1. All the starting point must satisfy gas[i] - cost[i]>=0, otherwise the car cannot reach the next station.
2. From one potential starting point mentioned above to the last station which the car can reach, the stations between those two stations cannot be the starting point. The reason is that if at one station which gas[i]-cost[i] >=0, since you need to reach that station, the gas you have when you reach that station should be non-negative. That means if you start from any in-between station, you will not have a higher gas storage to reach a farther station. And if gas[i]-cost[i]<0, it cannot be the starting point as it is mentioned above.
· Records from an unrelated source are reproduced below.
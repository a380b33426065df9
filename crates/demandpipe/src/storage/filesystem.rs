use std::io::Write;
use std::path::{Path, PathBuf};

use crate::error::StorageError;

/// Directory holding one framed text file per page.
pub const RAW_EXTRACT_DIR: &str = "raw_extract_by_page";
/// Directory reserved for the chunking stage that follows extraction.
pub const CHUNKS_DIR: &str = "chunks";

/// The directories created under a task's output base.
#[derive(Debug, Clone, PartialEq, Eq)]
pub struct ExtractDirs {
    pub base: PathBuf,
    pub raw_extract_by_page: PathBuf,
    pub chunks: PathBuf,
}

/// Writes extraction output beneath one base directory.
pub struct FileStorage {
    base_directory: PathBuf,
}

impl FileStorage {
    pub fn new<P: AsRef<Path>>(base_directory: P) -> Self {
        Self {
            base_directory: base_directory.as_ref().to_path_buf(),
        }
    }

    pub fn base_directory(&self) -> &Path {
        &self.base_directory
    }

    /// Creates the base directory and its `raw_extract_by_page` and `chunks`
    /// children. Existing directories are left alone.
    pub fn create_subdirectories(&self) -> Result<ExtractDirs, StorageError> {
        let dirs = ExtractDirs {
            base: self.base_directory.clone(),
            raw_extract_by_page: self.base_directory.join(RAW_EXTRACT_DIR),
            chunks: self.base_directory.join(CHUNKS_DIR),
        };

        ensure_directory(&dirs.base)?;
        ensure_directory(&dirs.raw_extract_by_page)?;
        ensure_directory(&dirs.chunks)?;

        Ok(dirs)
    }

    /// Writes `content` to `directory/file_name`, replacing any previous file.
    ///
    /// The text goes to a sibling temp file first and is renamed into place,
    /// so a reader never sees a half-written page.
    pub fn save_text(
        &self,
        directory: &Path,
        file_name: &str,
        content: &str,
    ) -> Result<PathBuf, StorageError> {
        ensure_directory(directory)?;

        let final_path = directory.join(file_name);
        let temp_path = directory.join(format!(".{}.tmp", file_name));

        let write_result = std::fs::File::create(&temp_path).and_then(|mut file| {
            file.write_all(content.as_bytes())?;
            file.sync_all()
        });
        write_result.map_err(|e| StorageError::WriteFile {
            path: temp_path.clone(),
            source: e,
        })?;

        std::fs::rename(&temp_path, &final_path).map_err(|e| {
            let _ = std::fs::remove_file(&temp_path);
            StorageError::WriteFile {
                path: final_path.clone(),
                source: e,
            }
        })?;

        Ok(final_path)
    }
}

pub(crate) fn ensure_directory(path: &Path) -> Result<(), StorageError> {
    if !path.is_dir() {
        std::fs::create_dir_all(path).map_err(|e| StorageError::CreateDirectory {
            path: path.to_path_buf(),
            source: e,
        })?;
    }
    Ok(())
}
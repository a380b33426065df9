//! Page-by-page text extraction from PDF bytes.

use crate::error::ProcessError;

/// Extracts the text of every page, in page order.
///
/// A page whose text cannot be decoded yields an empty string so that page
/// numbers in the output stay aligned with the document.
pub fn extract_pages(pdf_bytes: &[u8]) -> Result<Vec<String>, ProcessError> {
    let _span = tracing::info_span!("extraction.pages", bytes = pdf_bytes.len()).entered();

    let doc = lopdf::Document::load_mem(pdf_bytes)
        .map_err(|e| ProcessError::PdfProcessing(format!("Failed to load PDF: {}", e)))?;

    let pages = doc.get_pages();
    let mut texts = Vec::with_capacity(pages.len());

    for (page_num, _) in pages {
        match doc.extract_text(&[page_num]) {
            Ok(text) => texts.push(text),
            Err(e) => {
                tracing::warn!(page = page_num, "Failed to extract page text: {}", e);
                texts.push(String::new());
            }
        }
    }

    tracing::debug!(pages = texts.len(), "Extracted PDF text");
    Ok(texts)
}

/// Frames a page's text with start/end markers. `page_num` is 1-based.
pub fn format_page_text(page_num: usize, text: &str) -> String {
    format!(
        "=== PAGE {n} START ===\n{text}\n=== PAGE {n} END ===\n",
        n = page_num,
        text = text
    )
}

/// File name of a page's text file: `page_001.txt`, `page_002.txt`, ...
pub fn page_file_name(page_num: usize) -> String {
    format!("page_{:03}.txt", page_num)
}
pub mod config;
pub mod context;
pub mod error;
pub mod progress;
pub mod runner;

pub use config::PipelineConfig;
pub use context::PipelineContext;
pub use error::PipelineError;
pub use progress::{ExtractionPhase, LogProgress, NoopProgress, ProgressEvent, ProgressReporter};
pub use runner::{ExtractionOutcome, Pipeline};
//! Global `tracing` subscriber setup for the binary.

use tracing_subscriber::layer::SubscriberExt;
use tracing_subscriber::{fmt, EnvFilter, Layer};

/// Default filter when `RUST_LOG` is unset.
pub const DEFAULT_DIRECTIVE: &str = "demandpipe=info";

#[derive(Debug, Clone, Copy, Default, PartialEq, Eq, clap::ValueEnum)]
pub enum LogFormat {
    #[default]
    Text,
    Json,
}

/// Installs the global subscriber, writing to stderr.
///
/// `RUST_LOG` takes precedence over `default_directive`. Records emitted
/// through the `log` facade are bridged into `tracing`.
pub fn init_logging(default_directive: &str, format: LogFormat) -> anyhow::Result<()> {
    tracing_log::LogTracer::init()?;

    let filter = EnvFilter::try_from_default_env()
        .or_else(|_| EnvFilter::try_new(default_directive))?;

    let layer = match format {
        LogFormat::Text => fmt::layer()
            .with_writer(std::io::stderr)
            .with_target(true)
            .with_thread_names(true)
            .boxed(),
        LogFormat::Json => fmt::layer()
            .json()
            .with_writer(std::io::stderr)
            .with_target(true)
            .with_thread_names(true)
            .with_span_list(true)
            .boxed(),
    };

    let subscriber = tracing_subscriber::registry().with(filter).with(layer);
    tracing::subscriber::set_global_default(subscriber)?;

    tracing::trace!(format = ?format, "Logging initialized");
    Ok(())
}
//! Database migration system.
//!
//! Tracks applied migrations in a `_migrations` table and applies
//! pending ones in order. Column additions and removals on `Task` are
//! handled conditionally so a store created by an older schema revision
//! converges on the same layout.

use rusqlite::Connection;

use super::error::DatabaseError;

struct Migration {
    version: u32,
    description: &'static str,
    sql: &'static str,
    kind: MigrationKind,
}

enum MigrationKind {
    /// Execute the SQL directly.
    Standard,
    /// ALTER TABLE ADD COLUMN, skipped if the column already exists.
    AddColumn {
        table: &'static str,
        column: &'static str,
    },
    /// ALTER TABLE DROP COLUMN, skipped if the column does not exist.
    DropColumn {
        table: &'static str,
        column: &'static str,
    },
}

const MIGRATIONS: &[Migration] = &[
    Migration {
        version: 1,
        description: "create_demand_notes_table",
        sql: include_str!("sql/001_create_demand_notes.sql"),
        kind: MigrationKind::Standard,
    },
    Migration {
        version: 2,
        description: "create_jobs_table",
        sql: include_str!("sql/002_create_jobs.sql"),
        kind: MigrationKind::Standard,
    },
    Migration {
        version: 3,
        description: "create_demand_files_table",
        sql: include_str!("sql/003_create_demand_files.sql"),
        kind: MigrationKind::Standard,
    },
    Migration {
        version: 4,
        description: "create_tasks_table",
        sql: include_str!("sql/004_create_tasks.sql"),
        kind: MigrationKind::Standard,
    },
    Migration {
        version: 5,
        description: "add_summary_status_to_tasks",
        sql: include_str!("sql/005_add_summary_status_to_tasks.sql"),
        kind: MigrationKind::AddColumn {
            table: "Task",
            column: "summaryStatus",
        },
    },
    Migration {
        version: 6,
        description: "drop_output_summary_from_tasks",
        sql: include_str!("sql/006_drop_output_summary_from_tasks.sql"),
        kind: MigrationKind::DropColumn {
            table: "Task",
            column: "outputSummary",
        },
    },
    Migration {
        version: 7,
        description: "add_page_count_to_tasks",
        sql: include_str!("sql/007_add_page_count_to_tasks.sql"),
        kind: MigrationKind::AddColumn {
            table: "Task",
            column: "pageCount",
        },
    },
];

/// Runs all pending migrations on the given connection.
pub fn run_all(conn: &Connection) -> Result<(), DatabaseError> {
    conn.execute_batch(
        "CREATE TABLE IF NOT EXISTS _migrations (
            version INTEGER PRIMARY KEY,
            description TEXT NOT NULL,
            applied_at TEXT NOT NULL DEFAULT (datetime('now'))
        );",
    )?;

    let current_version: u32 = conn.query_row(
        "SELECT COALESCE(MAX(version), 0) FROM _migrations",
        [],
        |r| r.get(0),
    )?;

    for migration in MIGRATIONS {
        if migration.version <= current_version {
            continue;
        }

        log::info!(
            "Running migration v{}: {}",
            migration.version,
            migration.description
        );

        let should_run = match &migration.kind {
            MigrationKind::Standard => true,
            MigrationKind::AddColumn { table, column } => !column_exists(conn, table, column)?,
            MigrationKind::DropColumn { table, column } => column_exists(conn, table, column)?,
        };

        if should_run {
            conn.execute_batch(migration.sql)
                .map_err(|e| DatabaseError::Migration {
                    version: migration.version,
                    reason: e.to_string(),
                })?;
        } else {
            log::info!(
                "Skipping migration v{} (condition not met)",
                migration.version
            );
        }

        conn.execute(
            "INSERT INTO _migrations (version, description) VALUES (?1, ?2)",
            rusqlite::params![migration.version, migration.description],
        )?;
    }

    Ok(())
}

/// Checks whether a column exists on a table using `PRAGMA table_info`.
fn column_exists(conn: &Connection, table: &str, column: &str) -> Result<bool, DatabaseError> {
    if !table.chars().all(|c| c.is_ascii_alphanumeric() || c == '_') {
        return Err(DatabaseError::Migration {
            version: 0,
            reason: format!("Invalid table name: {}", table),
        });
    }
    let mut stmt = conn.prepare(&format!("PRAGMA table_info(\"{}\")", table))?;
    let exists = stmt
        .query_map([], |row| row.get::<_, String>(1))?
        .any(|r| r.map(|name| name == column).unwrap_or(false));
    Ok(exists)
}
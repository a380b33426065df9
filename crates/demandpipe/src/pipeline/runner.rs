use std::path::PathBuf;
use std::sync::Arc;

use tracing::{debug, info_span};

use crate::db::demand_file_repo::{self, SourceRecord};
use crate::db::Database;
use crate::extraction;
use crate::sanitize;
use crate::source;
use crate::storage::{FileStorage, OutputLayout};

use super::config::PipelineConfig;
use super::context::PipelineContext;
use super::error::PipelineError;
use super::progress::{ExtractionPhase, ProgressEvent, ProgressReporter};

/// What one extraction run produced.
#[derive(Debug, Clone, PartialEq, Eq)]
pub struct ExtractionOutcome {
    pub base_path: PathBuf,
    pub pages_extracted: usize,
    /// Page file names, in page order.
    pub files_created: Vec<String>,
}

pub struct Pipeline {
    db: Database,
    config: Arc<PipelineConfig>,
}

impl Pipeline {
    pub fn new(db: Database, config: Arc<PipelineConfig>) -> Self {
        Self { db, config }
    }

    /// Runs extraction for a demand file, using its most recent task for
    /// the job and output bookkeeping.
    pub fn run(
        &self,
        demand_file_id: &str,
        progress: &dyn ProgressReporter,
    ) -> Result<ExtractionOutcome, PipelineError> {
        progress.report(ProgressEvent::Phase {
            phase: ExtractionPhase::FetchingSource,
            message: format!("Fetching PDF for demand file {}", demand_file_id),
        });

        let record = {
            let _step = info_span!("fetch_record", demand_file_id).entered();
            match demand_file_repo::source_record(&self.db, demand_file_id) {
                Ok(record) => record,
                Err(e) => return Err(fail(progress, e.into())),
            }
        };

        self.run_record(record, progress)
    }

    /// Runs extraction for an already fetched source record.
    pub fn run_record(
        &self,
        record: SourceRecord,
        progress: &dyn ProgressReporter,
    ) -> Result<ExtractionOutcome, PipelineError> {
        let _pipeline_span = info_span!("pipeline",
            demand_file_id = %record.demand_file_id,
            job_id = record.job_id.as_deref().unwrap_or("unknown"),
        )
        .entered();

        let mut ctx = PipelineContext::new(record);

        // Step 1: Locate and read the PDF
        let pdf_bytes = {
            let _step = info_span!("resolve_source").entered();
            match self.step_read_source(&mut ctx) {
                Ok(bytes) => bytes,
                Err(e) => return Err(fail(progress, e)),
            }
        };

        // Step 2: Extract text by page
        {
            let _step = info_span!("extract_pages").entered();
            progress.report(ProgressEvent::Phase {
                phase: ExtractionPhase::ExtractingPages,
                message: "Extracting text from PDF pages...".to_string(),
            });
            match extraction::extract_pages(&pdf_bytes) {
                Ok(pages) => ctx.page_texts = pages,
                Err(e) => return Err(fail(progress, e.into())),
            }
            debug!("Extracted {} pages", ctx.page_texts.len());
        }

        // Step 3: Resolve the output base and create its subdirectories
        let storage = {
            let _step = info_span!("prepare_output").entered();
            progress.report(ProgressEvent::Phase {
                phase: ExtractionPhase::PreparingOutput,
                message: "Creating output directories...".to_string(),
            });
            match self.step_prepare_output(&mut ctx) {
                Ok(storage) => storage,
                Err(e) => return Err(fail(progress, e)),
            }
        };

        // Step 4: Write one framed file per page
        {
            let _step = info_span!("write_pages", pages = ctx.page_texts.len()).entered();
            progress.report(ProgressEvent::Phase {
                phase: ExtractionPhase::WritingPages,
                message: format!("Saving {} page files...", ctx.page_texts.len()),
            });
            if let Err(e) = self.step_write_pages(&mut ctx, &storage) {
                return Err(fail(progress, e));
            }
        }

        let base_path = storage.base_directory().to_path_buf();
        progress.report(ProgressEvent::Completed {
            base_path: base_path.display().to_string(),
            pages_extracted: ctx.page_texts.len(),
        });

        Ok(ExtractionOutcome {
            base_path,
            pages_extracted: ctx.page_texts.len(),
            files_created: ctx.files_created,
        })
    }

    fn step_read_source(&self, ctx: &mut PipelineContext) -> Result<Vec<u8>, PipelineError> {
        let path = source::resolve_source_path(&ctx.record.file_path, &self.config.search_roots)?;
        debug!(
            file = %sanitize::redact_path(&path),
            path_hash = %sanitize::hash_path(&path),
            "Reading source PDF"
        );
        let bytes = source::read_source(&path)?;
        ctx.source_path = Some(path);
        Ok(bytes)
    }

    fn step_prepare_output(&self, ctx: &mut PipelineContext) -> Result<FileStorage, PipelineError> {
        let record = &ctx.record;
        let job_id = record
            .job_id
            .as_deref()
            .ok_or_else(|| PipelineError::MissingJob(record.demand_file_id.clone()))?;
        let file_name = record
            .file_name
            .as_deref()
            .ok_or_else(|| PipelineError::MissingFileName(record.demand_file_id.clone()))?;

        let layout = OutputLayout {
            job_id,
            file_name,
            output_file_path: record.output_file_path.as_deref(),
        };
        let storage = FileStorage::new(layout.resolve(&self.config.output_roots));
        ctx.dirs = Some(storage.create_subdirectories()?);
        Ok(storage)
    }

    fn step_write_pages(
        &self,
        ctx: &mut PipelineContext,
        storage: &FileStorage,
    ) -> Result<(), PipelineError> {
        let raw_dir = match &ctx.dirs {
            Some(dirs) => dirs.raw_extract_by_page.clone(),
            None => storage.create_subdirectories()?.raw_extract_by_page,
        };

        for (index, text) in ctx.page_texts.iter().enumerate() {
            let page_num = index + 1;
            let file_name = extraction::page_file_name(page_num);
            storage.save_text(
                &raw_dir,
                &file_name,
                &extraction::format_page_text(page_num, text),
            )?;
            ctx.files_created.push(file_name);
        }
        Ok(())
    }
}

fn fail(progress: &dyn ProgressReporter, error: PipelineError) -> PipelineError {
    progress.report(ProgressEvent::Failed {
        error: error.to_string(),
    });
    error
}
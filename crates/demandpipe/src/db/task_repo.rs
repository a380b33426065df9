//! Task repository: one row per demand file a job processes.

use std::path::Path;

use rusqlite::{params, OptionalExtension, Row};

use super::job_repo;
use super::status::{JobStatus, SummaryStatus, TaskStatus};
use super::{timestamp_now, Database, DatabaseError};

/// A raw task row from the database.
#[derive(Debug, Clone, PartialEq)]
pub struct TaskRow {
    pub id: String,
    pub job_id: String,
    pub demand_file_id: Option<String>,
    pub file_name: String,
    pub file_path: Option<String>,
    pub output_file_path: Option<String>,
    pub summary_status: SummaryStatus,
    pub status: TaskStatus,
    pub pid: Option<i64>,
    pub page_count: Option<i64>,
    pub start_ts: Option<String>,
    pub end_ts: Option<String>,
    pub created_at: String,
    pub updated_at: String,
}

impl TaskRow {
    /// A fresh pending task with no demand file attached.
    pub fn new(id: impl Into<String>, job_id: impl Into<String>, file_name: impl Into<String>) -> Self {
        let now = timestamp_now();
        Self {
            id: id.into(),
            job_id: job_id.into(),
            demand_file_id: None,
            file_name: file_name.into(),
            file_path: None,
            output_file_path: None,
            summary_status: SummaryStatus::NotSummarized,
            status: TaskStatus::Pending,
            pid: None,
            page_count: None,
            start_ts: None,
            end_ts: None,
            created_at: now.clone(),
            updated_at: now,
        }
    }

    fn from_row(row: &Row<'_>) -> Result<Self, rusqlite::Error> {
        Ok(Self {
            id: row.get("id")?,
            job_id: row.get("jobId")?,
            demand_file_id: row.get("demandFileId")?,
            file_name: row.get("fileName")?,
            file_path: row.get("filePath")?,
            output_file_path: row.get("outputFilePath")?,
            summary_status: row.get("summaryStatus")?,
            status: row.get("status")?,
            pid: row.get("pid")?,
            page_count: row.get("pageCount")?,
            start_ts: row.get("startTs")?,
            end_ts: row.get("endTs")?,
            created_at: row.get("createdAt")?,
            updated_at: row.get("updatedAt")?,
        })
    }
}

/// Inserts a task row as-is.
pub fn insert(db: &Database, task: &TaskRow) -> Result<(), DatabaseError> {
    db.with_conn(|conn| {
        conn.execute(
            r#"INSERT INTO "Task" ("id", "jobId", "demandFileId", "fileName", "filePath",
                   "outputFilePath", "summaryStatus", "status", "pid", "pageCount",
                   "startTs", "endTs", "createdAt", "updatedAt")
               VALUES (?1, ?2, ?3, ?4, ?5, ?6, ?7, ?8, ?9, ?10, ?11, ?12, ?13, ?14)"#,
            params![
                task.id,
                task.job_id,
                task.demand_file_id,
                task.file_name,
                task.file_path,
                task.output_file_path,
                task.summary_status,
                task.status,
                task.pid,
                task.page_count,
                task.start_ts,
                task.end_ts,
                task.created_at,
                task.updated_at,
            ],
        )?;
        Ok(())
    })
}

/// Creates a pending task for every demand file of the job's demand note that
/// is not summarized yet and has no task in this job. Returns how many were created.
pub fn create_tasks_for_job(db: &Database, job_id: &str) -> Result<usize, DatabaseError> {
    db.with_conn(|conn| {
        let tx = conn.unchecked_transaction()?;

        let demand_files: Vec<(String, String, Option<String>)> = {
            let mut stmt = tx.prepare(
                r#"SELECT df."id", df."fileName", df."filePath"
                   FROM "DemandFile" df
                   JOIN "Job" j ON j."demandNoteId" = df."demandNoteId"
                   WHERE j."id" = ?1
                     AND df."summaryStatus" = ?2
                     AND NOT EXISTS (
                         SELECT 1 FROM "Task" t
                         WHERE t."jobId" = j."id" AND t."demandFileId" = df."id"
                     )
                   ORDER BY df."createdAt" ASC, df.rowid ASC"#,
            )?;
            let rows = stmt
                .query_map(params![job_id, SummaryStatus::NotSummarized], |r| {
                    Ok((r.get(0)?, r.get(1)?, r.get(2)?))
                })?
                .collect::<Result<Vec<_>, _>>()?;
            rows
        };

        for (demand_file_id, file_name, file_path) in &demand_files {
            let now = timestamp_now();
            tx.execute(
                r#"INSERT INTO "Task" ("id", "jobId", "demandFileId", "fileName", "filePath",
                       "summaryStatus", "status", "createdAt", "updatedAt")
                   VALUES (?1, ?2, ?3, ?4, ?5, ?6, ?7, ?8, ?8)"#,
                params![
                    uuid::Uuid::new_v4().to_string(),
                    job_id,
                    demand_file_id,
                    file_name,
                    file_path,
                    SummaryStatus::NotSummarized,
                    TaskStatus::Pending,
                    now,
                ],
            )?;
        }

        tx.commit()?;
        log::info!("Created {} tasks for job {}", demand_files.len(), job_id);
        Ok(demand_files.len())
    })
}

/// All tasks of a job, in creation order.
pub fn tasks_for_job(db: &Database, job_id: &str) -> Result<Vec<TaskRow>, DatabaseError> {
    db.with_conn(|conn| {
        let mut stmt = conn.prepare(
            r#"SELECT * FROM "Task" WHERE "jobId" = ?1 ORDER BY "createdAt" ASC, rowid ASC"#,
        )?;
        let rows = stmt
            .query_map(params![job_id], TaskRow::from_row)?
            .collect::<Result<Vec<_>, _>>()?;
        Ok(rows)
    })
}

pub fn find_by_id(db: &Database, id: &str) -> Result<Option<TaskRow>, DatabaseError> {
    db.with_conn(|conn| {
        let row = conn
            .query_row(
                r#"SELECT * FROM "Task" WHERE "id" = ?1"#,
                params![id],
                TaskRow::from_row,
            )
            .optional()?;
        Ok(row)
    })
}

/// Puts every task of the job that is not completed back to `pending`,
/// clearing its pid and timestamps. Returns how many rows were reset.
pub fn reset_outstanding(db: &Database, job_id: &str) -> Result<usize, DatabaseError> {
    db.with_conn(|conn| {
        let now = timestamp_now();
        let reset = conn.execute(
            r#"UPDATE "Task"
               SET "status" = ?2, "pid" = NULL, "startTs" = NULL, "endTs" = NULL,
                   "updatedAt" = ?4
               WHERE "jobId" = ?1 AND "status" != ?3"#,
            params![job_id, TaskStatus::Pending, TaskStatus::Completed, now],
        )?;
        if reset > 0 {
            log::debug!("Reset {} outstanding tasks of job {}", reset, job_id);
        }
        Ok(reset)
    })
}

/// Records that `pid` started working on the task.
pub fn mark_in_progress(db: &Database, task_id: &str, pid: u32) -> Result<(), DatabaseError> {
    db.with_conn(|conn| {
        let now = timestamp_now();
        conn.execute(
            r#"UPDATE "Task"
               SET "status" = ?2, "pid" = ?3, "startTs" = ?4, "updatedAt" = ?4
               WHERE "id" = ?1"#,
            params![task_id, TaskStatus::InProgress, pid, now],
        )?;
        Ok(())
    })
}

/// Marks the task completed with its output directory and page count, marks
/// its demand file summarized, and reconciles the job status.
///
/// Returns the job status written by the reconciliation, if it changed.
pub fn mark_completed(
    db: &Database,
    task_id: &str,
    job_id: &str,
    output_directory: &Path,
    page_count: usize,
) -> Result<Option<JobStatus>, DatabaseError> {
    db.with_conn(|conn| {
        let tx = conn.unchecked_transaction()?;
        let now = timestamp_now();

        tx.execute(
            r#"UPDATE "Task"
               SET "status" = ?2, "outputFilePath" = ?3, "pageCount" = ?4,
                   "summaryStatus" = ?5, "endTs" = ?6, "updatedAt" = ?6
               WHERE "id" = ?1"#,
            params![
                task_id,
                TaskStatus::Completed,
                output_directory.to_string_lossy().into_owned(),
                page_count as i64,
                SummaryStatus::Summarized,
                now,
            ],
        )?;

        tx.execute(
            r#"UPDATE "DemandFile" SET "summaryStatus" = ?2
               WHERE "id" = (SELECT "demandFileId" FROM "Task" WHERE "id" = ?1)"#,
            params![task_id, SummaryStatus::Summarized],
        )?;

        let job_status = job_repo::reconcile_with(&tx, job_id)?;
        tx.commit()?;
        Ok(job_status)
    })
}

/// Marks the task failed and reconciles the job status.
pub fn mark_failed(
    db: &Database,
    task_id: &str,
    job_id: &str,
    reason: &str,
) -> Result<Option<JobStatus>, DatabaseError> {
    db.with_conn(|conn| {
        let tx = conn.unchecked_transaction()?;
        let now = timestamp_now();

        tx.execute(
            r#"UPDATE "Task" SET "status" = ?2, "endTs" = ?3, "updatedAt" = ?3 WHERE "id" = ?1"#,
            params![task_id, TaskStatus::Failed, now],
        )?;
        log::warn!("Task {} failed: {}", task_id, reason);

        let job_status = job_repo::reconcile_with(&tx, job_id)?;
        tx.commit()?;
        Ok(job_status)
    })
}

pub fn job_id_for_task(db: &Database, task_id: &str) -> Result<Option<String>, DatabaseError> {
    db.with_conn(|conn| {
        let job_id = conn
            .query_row(
                r#"SELECT "jobId" FROM "Task" WHERE "id" = ?1"#,
                params![task_id],
                |r| r.get(0),
            )
            .optional()?;
        Ok(job_id)
    })
}

/// The most recent task for a demand file.
pub fn find_by_demand_file_id(
    db: &Database,
    demand_file_id: &str,
) -> Result<Option<TaskRow>, DatabaseError> {
    db.with_conn(|conn| {
        let row = conn
            .query_row(
                r#"SELECT * FROM "Task" WHERE "demandFileId" = ?1
                   ORDER BY "createdAt" DESC, rowid DESC LIMIT 1"#,
                params![demand_file_id],
                TaskRow::from_row,
            )
            .optional()?;
        Ok(row)
    })
}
Since of that, you just need to start searching at 0. See how far the car can reach. If gas[0]-cost[0]<0, move the start ahead by one station. If it cannot go back to the start. The next potential starting point is at the farthest station + 1. If length - 1 is used as a starting point and the car still cannot go back to the start, return -1. All the stations are searched for at most 2 times (The worst case is you start at the last station and until the station before the last, no result can be returned).So the time complexity is O(n).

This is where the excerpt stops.